ISO 20695:2020 pdf download – Enteral feeding systems – Design and testing
This document establishes design, safety and performance requirements for enteral feeding systems including enteral giving sets, enteral extension sets, enteral syringes, enteral feeding catheters and enteral accessories. This document requires that enteral devices and accessories employ the specified connectors in a manner that establishes fluid flow in the female to male direction. In the past, the medical device and enteral nutrition industry supplied enteral giving sets and extension sets with a range of connectors. A male Luer tip to fit a female Luer port on enteral feeding catheter is a standard intravenous or parenteral connector combination. Since 2007, the UK National Patient Safety Agency (NPSA) has recommended that these should not be used for administering oral or enteral liquids, and it was further recommended that healthcare organizations not purchase those. Experience in the UK has demonstrated that a reversed (female to male) configuration can reduce inadvertent connection of enteral feeding lines to intravenous ports. This medical device orientation has found broad acceptance in the United Kingdom. Enteral administration and extension sets should not contain any in-line female administration ports or connect to the patient using a male terminal connector.

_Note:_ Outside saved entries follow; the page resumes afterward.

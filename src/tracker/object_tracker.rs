//! ByteTrack association and the per-pipeline track lifecycle.

use std::collections::HashSet;
use std::time::Duration;

use serde::{Deserialize, Serialize};

use crate::backend::Detection;
use crate::error::{ConfigError, TrackingError};
use crate::frame::Timestamp;
use crate::tracker::kalman_filter::KalmanFilter;
use crate::tracker::matching::{self, AssignmentResult};
use crate::tracker::rect::{Rect, iou_batch};
use crate::tracker::track::{Track, TrackId, TrackSnapshot};
use crate::tracker::track_state::TrackState;

#[derive(Debug, Clone, PartialEq, Serialize, Deserialize)]
#[serde(default)]
pub struct TrackerConfig {
    /// Detections at or above this confidence take part in the first tier
    pub high_score_threshold: f32,
    /// Detections at or below this confidence are ignored entirely
    pub low_score_floor: f32,
    /// Minimum confidence for an unmatched detection to start a track
    pub new_track_threshold: f32,
    /// Maximum fused cost for a high-score match
    pub match_threshold: f32,
    /// Maximum IoU distance for a low-score match
    pub low_match_threshold: f32,
    /// Maximum fused cost for matching a tentative track
    pub tentative_match_threshold: f32,
    /// Consecutive matches before a tentative track is confirmed
    pub confirm_hits: u32,
    /// Consecutive misses before a confirmed track is marked lost
    pub miss_threshold: u32,
    /// How long a lost track stays eligible for re-association
    pub lost_ttl_ms: u64,
    /// Matched detections kept per track
    pub history_len: usize,
    /// IoU above which a lost track duplicating an active one is dropped
    pub duplicate_iou: f32,
}

impl Default for TrackerConfig {
    fn default() -> Self {
        Self {
            high_score_threshold: 0.5,
            low_score_floor: 0.1,
            new_track_threshold: 0.6,
            match_threshold: 0.8,
            low_match_threshold: 0.5,
            tentative_match_threshold: 0.7,
            confirm_hits: 3,
            miss_threshold: 30,
            lost_ttl_ms: 2000,
            history_len: 30,
            duplicate_iou: 0.85,
        }
    }
}

impl TrackerConfig {
    pub fn lost_ttl(&self) -> Duration {
        Duration::from_millis(self.lost_ttl_ms)
    }

    pub fn validate(&self) -> Result<(), ConfigError> {
        for (field, value) in [
            ("tracker.high_score_threshold", self.high_score_threshold),
            ("tracker.low_score_floor", self.low_score_floor),
            ("tracker.new_track_threshold", self.new_track_threshold),
            ("tracker.match_threshold", self.match_threshold),
            ("tracker.low_match_threshold", self.low_match_threshold),
            ("tracker.tentative_match_threshold", self.tentative_match_threshold),
            ("tracker.duplicate_iou", self.duplicate_iou),
        ] {
            if !(0.0..=1.0).contains(&value) {
                return Err(ConfigError::OutOfRange { field, value });
            }
        }
        if self.low_score_floor > self.high_score_threshold {
            return Err(ConfigError::Invalid(format!(
                "tracker.low_score_floor ({}) exceeds tracker.high_score_threshold ({})",
                self.low_score_floor, self.high_score_threshold
            )));
        }
        if self.confirm_hits == 0 {
            return Err(ConfigError::Zero("tracker.confirm_hits"));
        }
        if self.miss_threshold == 0 {
            return Err(ConfigError::Zero("tracker.miss_threshold"));
        }
        Ok(())
    }
}

/// Lifecycle transition observed during one `update`.
#[derive(Debug, Clone, PartialEq)]
pub enum TrackEvent {
    Created(TrackSnapshot),
    /// `recovered` is set when a lost track was re-associated.
    Confirmed { track: TrackSnapshot, recovered: bool },
    Lost(TrackSnapshot),
    /// The track left the tracker for good. Never surfaced as a public
    /// pipeline event; drives cache invalidation downstream.
    Purged(TrackId),
}

#[derive(Debug, Clone, Default)]
pub struct TrackerOutput {
    pub events: Vec<TrackEvent>,
    /// Every live track (tentative, confirmed and lost), ordered by id
    pub tracks: Vec<TrackSnapshot>,
}

/// Multi-object tracker owned by a single pipeline.
pub struct ObjectTracker {
    /// Tentative and confirmed tracks
    active: Vec<Track>,
    lost: Vec<Track>,
    next_id: u64,
    config: TrackerConfig,
    kalman_filter: KalmanFilter,
}

impl ObjectTracker {
    pub fn new(config: TrackerConfig) -> Self {
        Self {
            active: Vec::new(),
            lost: Vec::new(),
            next_id: 1,
            config,
            kalman_filter: KalmanFilter::default(),
        }
    }

    pub fn config(&self) -> &TrackerConfig {
        &self.config
    }

    /// Replace thresholds without touching existing tracks or the id counter.
    pub fn set_config(&mut self, config: TrackerConfig) {
        self.config = config;
    }

    pub fn get(&self, id: TrackId) -> Option<&Track> {
        self.active.iter().chain(&self.lost).find(|t| t.id == id)
    }

    /// Snapshots of every live track, ordered by id.
    pub fn tracks(&self) -> Vec<TrackSnapshot> {
        let mut tracks: Vec<TrackSnapshot> =
            self.active.iter().chain(&self.lost).map(Track::snapshot).collect();
        tracks.sort_by_key(|t| t.id);
        tracks
    }

    pub fn active_count(&self) -> usize {
        self.active.len()
    }

    pub fn update(&mut self, detections: &[Detection], timestamp: Timestamp) -> TrackerOutput {
        let mut events = Vec::new();

        let mut detections: Vec<&Detection> = detections
            .iter()
            .filter(|d| d.bbox.is_finite() && d.confidence.is_finite())
            .collect();
        detections.sort_by(|a, b| a.rank_cmp(b));

        let (high, low): (Vec<&Detection>, Vec<&Detection>) = detections
            .into_iter()
            .filter(|d| d.confidence > self.config.low_score_floor)
            .partition(|d| d.confidence >= self.config.high_score_threshold);

        let (mut confirmed, mut tentative): (Vec<Track>, Vec<Track>) = self
            .active
            .drain(..)
            .partition(|t| t.state == TrackState::Confirmed);
        confirmed.append(&mut self.lost);
        let mut pool = confirmed;

        self.predict_all(&mut pool, &mut events);
        self.predict_all(&mut tentative, &mut events);

        // First tier: confirmed and lost tracks against high-score detections.
        let mut cost = matching::iou_distance(&rects(&pool), &det_rects(&high));
        matching::fuse_score(&mut cost, &scores(&high));
        let AssignmentResult {
            matches,
            unmatched_tracks,
            unmatched_detections,
        } = matching::linear_assignment(&cost, self.config.match_threshold);

        let mut matched = Vec::new();
        let mut slots: Vec<Option<Track>> = pool.into_iter().map(Some).collect();
        for (itrack, idet) in matches {
            if let Some(track) = slots[itrack].take() {
                if let Some(track) = self.apply_match(track, high[idet], timestamp, &mut events) {
                    matched.push(track);
                }
            }
        }

        // Second tier: still-unmatched confirmed tracks against low-score
        // detections. Lost tracks only come back on a confident detection.
        let mut remaining: Vec<Track> = Vec::new();
        let mut still_lost: Vec<Track> = Vec::new();
        for idx in unmatched_tracks {
            if let Some(track) = slots[idx].take() {
                if track.state == TrackState::Confirmed {
                    remaining.push(track);
                } else {
                    still_lost.push(track);
                }
            }
        }

        let cost = matching::iou_distance(&rects(&remaining), &det_rects(&low));
        let AssignmentResult {
            matches,
            unmatched_tracks,
            ..
        } = matching::linear_assignment(&cost, self.config.low_match_threshold);

        let mut slots: Vec<Option<Track>> = remaining.into_iter().map(Some).collect();
        for (itrack, idet) in matches {
            if let Some(track) = slots[itrack].take() {
                if let Some(track) = self.apply_match(track, low[idet], timestamp, &mut events) {
                    matched.push(track);
                }
            }
        }
        for idx in unmatched_tracks {
            if let Some(mut track) = slots[idx].take() {
                track.mark_missed();
                if track.misses >= self.config.miss_threshold {
                    track.mark_lost(timestamp);
                    tracing::debug!(track = %track.id, misses = track.misses, "track lost");
                    events.push(TrackEvent::Lost(track.snapshot()));
                    still_lost.push(track);
                } else {
                    matched.push(track);
                }
            }
        }
        for track in &mut still_lost {
            if track.lost_since != Some(timestamp) {
                track.mark_missed();
            }
        }

        // Third tier: tentative tracks against the high-score leftovers.
        let leftovers: Vec<&Detection> = unmatched_detections.iter().map(|&i| high[i]).collect();
        let mut cost = matching::iou_distance(&rects(&tentative), &det_rects(&leftovers));
        matching::fuse_score(&mut cost, &scores(&leftovers));
        let AssignmentResult {
            matches,
            unmatched_tracks,
            unmatched_detections,
        } = matching::linear_assignment(&cost, self.config.tentative_match_threshold);

        let mut slots: Vec<Option<Track>> = tentative.into_iter().map(Some).collect();
        for (itrack, idet) in matches {
            if let Some(track) = slots[itrack].take() {
                if let Some(track) = self.apply_match(track, leftovers[idet], timestamp, &mut events) {
                    matched.push(track);
                }
            }
        }
        for idx in unmatched_tracks {
            if let Some(mut track) = slots[idx].take() {
                // a tentative track gets no grace period
                track.mark_removed();
                events.push(TrackEvent::Purged(track.id));
            }
        }

        // Spawn tracks for confident detections nobody claimed.
        for idx in unmatched_detections {
            let det = leftovers[idx];
            if det.confidence < self.config.new_track_threshold {
                continue;
            }
            let id = TrackId(self.next_id);
            self.next_id += 1;
            let mut track = Track::spawn(id, det, &self.kalman_filter, timestamp, self.config.history_len);
            events.push(TrackEvent::Created(track.snapshot()));
            if track.hits >= self.config.confirm_hits {
                track.state = TrackState::Confirmed;
                events.push(TrackEvent::Confirmed {
                    track: track.snapshot(),
                    recovered: false,
                });
            }
            matched.push(track);
        }

        // Purge lost tracks past their TTL.
        let ttl = self.config.lost_ttl();
        let mut lost = Vec::with_capacity(still_lost.len());
        for mut track in still_lost {
            let expired = track
                .lost_since
                .is_some_and(|since| timestamp.since(since) > ttl);
            if expired {
                tracing::debug!(track = %track.id, "lost track expired");
                track.mark_removed();
                events.push(TrackEvent::Purged(track.id));
            } else {
                lost.push(track);
            }
        }

        matched.sort_by_key(|t| t.id);
        lost.sort_by_key(|t| t.id);
        self.active = matched;
        self.lost = self.suppress_duplicates(lost, &mut events);

        TrackerOutput {
            events,
            tracks: self.tracks(),
        }
    }

    fn predict_all(&self, tracks: &mut Vec<Track>, events: &mut Vec<TrackEvent>) {
        tracks.retain_mut(|track| match track.predict(&self.kalman_filter) {
            Ok(()) => true,
            Err(err) => {
                drop_inconsistent(err, events);
                false
            }
        });
    }

    /// Fold `det` into `track`, promoting it when it has earned it. Returns
    /// `None` if the update broke the filter and the track was dropped.
    fn apply_match(
        &self,
        mut track: Track,
        det: &Detection,
        timestamp: Timestamp,
        events: &mut Vec<TrackEvent>,
    ) -> Option<Track> {
        let previous = track.state;
        if let Err(err) = track.update(det, &self.kalman_filter, timestamp) {
            drop_inconsistent(err, events);
            return None;
        }

        match previous {
            TrackState::Lost => {
                track.state = TrackState::Confirmed;
                tracing::debug!(track = %track.id, "lost track recovered");
                events.push(TrackEvent::Confirmed {
                    track: track.snapshot(),
                    recovered: true,
                });
            }
            TrackState::Tentative if track.hits >= self.config.confirm_hits => {
                track.state = TrackState::Confirmed;
                events.push(TrackEvent::Confirmed {
                    track: track.snapshot(),
                    recovered: false,
                });
            }
            _ => {}
        }
        Some(track)
    }

    /// Drop lost tracks that overlap an active track above `duplicate_iou`.
    /// The active track always survives since it is the one being observed.
    fn suppress_duplicates(&self, lost: Vec<Track>, events: &mut Vec<TrackEvent>) -> Vec<Track> {
        if lost.is_empty() || self.active.is_empty() {
            return lost;
        }

        let ious = iou_batch(&rects(&self.active), &rects(&lost));
        let duplicates: HashSet<usize> = ious
            .indexed_iter()
            .filter(|&(_, &iou)| iou > self.config.duplicate_iou)
            .map(|((_, j), _)| j)
            .collect();

        lost.into_iter()
            .enumerate()
            .filter_map(|(j, mut track)| {
                if duplicates.contains(&j) {
                    track.mark_removed();
                    events.push(TrackEvent::Purged(track.id));
                    None
                } else {
                    Some(track)
                }
            })
            .collect()
    }
}

fn drop_inconsistent(err: TrackingError, events: &mut Vec<TrackEvent>) {
    let id = match &err {
        TrackingError::SingularCovariance(id) | TrackingError::NonFinite(id) => *id,
    };
    tracing::warn!(track = %id, error = %err, "dropping inconsistent track");
    events.push(TrackEvent::Purged(id));
}

fn rects(tracks: &[Track]) -> Vec<Rect> {
    tracks.iter().map(Track::rect).collect()
}

fn det_rects(detections: &[&Detection]) -> Vec<Rect> {
    detections.iter().map(|d| d.bbox).collect()
}

fn scores(detections: &[&Detection]) -> Vec<f32> {
    detections.iter().map(|d| d.confidence).collect()
}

Concerns raised about the potential suitability of one single standard connector for specialized needs of very specific patient populations is the reason why CEN/TC 205/WG 16 decided to allow the use of connectors as defined by ISO 80369-1:2018, 6.2. Connectors in conformity with ISO 80369-1:2018, 6.2 are either proprietary or state-of-the-art de facto standard connectors, that, despite lacking a univocal definition into a published standard, satisfy the basic safety requirements.

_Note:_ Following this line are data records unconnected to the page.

use std::collections::BTreeSet;
use std::fmt;
use std::sync::Arc;

use serde::{Deserialize, Serialize};

use crate::frame::Timestamp;
use crate::tracker::TrackId;

#[derive(Debug, Clone, Copy, PartialEq, Eq, PartialOrd, Ord, Hash, Serialize, Deserialize)]
pub struct GlobalId(pub u64);

impl fmt::Display for GlobalId {
    fn fmt(&self, f: &mut fmt::Formatter<'_>) -> fmt::Result {
        write!(f, "G{}", self.0)
    }
}

/// Non-owning reference to a track in some pipeline.
#[derive(Debug, Clone, PartialEq, Eq, PartialOrd, Ord, Hash, Serialize, Deserialize)]
pub struct TrackKey {
    pub pipeline: Arc<str>,
    pub track: TrackId,
}

impl TrackKey {
    pub fn new(pipeline: impl Into<Arc<str>>, track: TrackId) -> Self {
        Self {
            pipeline: pipeline.into(),
            track,
        }
    }
}

impl fmt::Display for TrackKey {
    fn fmt(&self, f: &mut fmt::Formatter<'_>) -> fmt::Result {
        write!(f, "{}#{}", self.pipeline, self.track)
    }
}

#[derive(Debug, Clone, PartialEq, Serialize, Deserialize)]
pub struct GlobalIdentity {
    pub id: GlobalId,
    pub class_id: u32,
    /// Exponential moving average of member embeddings
    pub embedding: Vec<f32>,
    pub members: BTreeSet<TrackKey>,
    /// Mean of every similarity that supported this identity
    pub confidence: f32,
    pub observations: u32,
    pub created_at: Timestamp,
    pub updated_at: Timestamp,
}

impl GlobalIdentity {
    /// Fold one more supporting similarity into the running mean.
    pub(crate) fn observe(&mut self, similarity: f32, timestamp: Timestamp) {
        let n = self.observations as f32;
        self.confidence = (self.confidence * n + similarity) / (n + 1.0);
        self.observations += 1;
        self.updated_at = self.updated_at.max(timestamp);
    }

    pub fn pipelines(&self) -> BTreeSet<&str> {
        self.members.iter().map(|k| &*k.pipeline).collect()
    }
}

A manual syringe is a medical device consisting of a graduated barrel and a plunger in which liquids are stored and transferred to a patient by means of manual operation of the medical device. This medical device would conform to the requirements of ISO 7886-1, in accordance with Table 1. A pump syringe is a medical device consisting of a graduated barrel and a plunger in which liquids are stored and transferred to a patient by means of operation of the medical device by a power-driven syringe pump. This medical device would conform to the requirements of ISO 7886-2, in accordance with Table 2. A gravity syringe is a medical device consisting of a graduated barrel with or without some filtering media in which liquids are stored and transferred to a patient by means of gravity. A hanging bracket may be provided. The barrel of this medical device would conform to the requirements of ISO 7886-1, in accordance with Table 1. A bulb syringe is a medical device consisting of a graduated barrel and an elastomeric bulb in which liquids are stored and transferred to a patient by means of manual operation of the medical device. The barrel of this medical device would conform to the requirements of ISO 7886-1, in accordance with Table 1. For the purposes of this document, an enteral syringe is not intended to mean a reservoir barrel such as a feeding or hydration bag, bottle or commercial food barrel.